## Exercise
The records are given next. Repeat each one exactly.

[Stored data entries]
=== Section Start ===

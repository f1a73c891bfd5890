use crate::{AsValue, Value};

/// Values for the placeholders of one statement execution.
#[derive(Default, Debug, Clone, PartialEq)]
pub enum Params {
    #[default]
    None,
    Positional(Vec<Value>),
    Named(Vec<(String, Value)>),
}

impl Params {
    pub fn len(&self) -> usize {
        match self {
            Params::None => 0,
            Params::Positional(v) => v.len(),
            Params::Named(v) => v.len(),
        }
    }

    pub fn is_empty(&self) -> bool {
        self.len() == 0
    }
}

impl From<()> for Params {
    fn from(_: ()) -> Self {
        Params::None
    }
}

impl From<Vec<Value>> for Params {
    fn from(value: Vec<Value>) -> Self {
        Params::Positional(value)
    }
}

impl<const N: usize> From<[Value; N]> for Params {
    fn from(value: [Value; N]) -> Self {
        Params::Positional(value.into())
    }
}

impl From<Vec<(String, Value)>> for Params {
    fn from(value: Vec<(String, Value)>) -> Self {
        Params::Named(value)
    }
}

impl<T: AsValue> From<(T,)> for Params {
    fn from(value: (T,)) -> Self {
        Params::Positional(vec![value.0.as_value()])
    }
}

/// Positional parameters.
///
/// ```rust
/// use sluice_core::{Params, Value, params};
/// assert_eq!(
///     params![1, "a"],
///     Params::Positional(vec![Value::Int64(1), Value::Varchar("a".into())])
/// );
/// ```
#[macro_export]
macro_rules! params {
    () => {
        $crate::Params::None
    };
    ($($value:expr),+ $(,)?) => {
        $crate::Params::Positional(vec![$($crate::AsValue::as_value($value)),+])
    };
}

/// Named parameters, matched against `:name` / `#{name}` placeholders.
#[macro_export]
macro_rules! named_params {
    ($($name:expr => $value:expr),* $(,)?) => {
        $crate::Params::Named(vec![$(($name.to_string(), $crate::AsValue::as_value($value))),*])
    };
}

=== Section End ===

## Completed task
repository f1a73c891bfd5890
use crate::{AsValue, Value};

/// Values for the placeholders of one statement execution.
#[derive(Default, Debug, Clone, PartialEq)]
pub enum Params {
    #[default]
    None,
    Positional(Vec<Value>),
    Named(Vec<(String, Value)>),
}

impl Params {
    pub fn len(&self) -> usize {
        match self {
            Params::None => 0,
            Params::Positional(v) => v.len(),
            Params::Named(v) => v.len(),
        }
    }

    pub fn is_empty(&self) -> bool {
        self.len() == 0
    }
}

impl From<()> for Params {
    fn from(_: ()) -> Self {
        Params::None
    }
}

impl From<Vec<Value>> for Params {
    fn from(value: Vec<Value>) -> Self {
        Params::Positional(value)
    }
}

impl<const N: usize> From<[Value; N]> for Params {
    fn from(value: [Value; N]) -> Self {
        Params::Positional(value.into())
    }
}

impl From<Vec<(String, Value)>> for Params {
    fn from(value: Vec<(String, Value)>) -> Self {
        Params::Named(value)
    }
}

impl<T: AsValue> From<(T,)> for Params {
    fn from(value: (T,)) -> Self {
        Params::Positional(vec![value.0.as_value()])
    }
}

/// Positional parameters.
///
/// ```rust
/// use sluice_core::{Params, Value, params};
/// assert_eq!(
///     params![1, "a"],
///     Params::Positional(vec![Value::Int64(1), Value::Varchar("a".into())])
/// );
/// ```
#[macro_export]
macro_rules! params {
    () => {
        $crate::Params::None
    };
    ($($value:expr),+ $(,)?) => {
        $crate::Params::Positional(vec![$($crate::AsValue::as_value($value)),+])
    };
}

/// Named parameters, matched against `:name` / `#{name}` placeholders.
#[macro_export]
macro_rules! named_params {
    ($($name:expr => $value:expr),* $(,)?) => {
        $crate::Params::Named(vec![$(($name.to_string(), $crate::AsValue::as_value($value))),*])
    };
}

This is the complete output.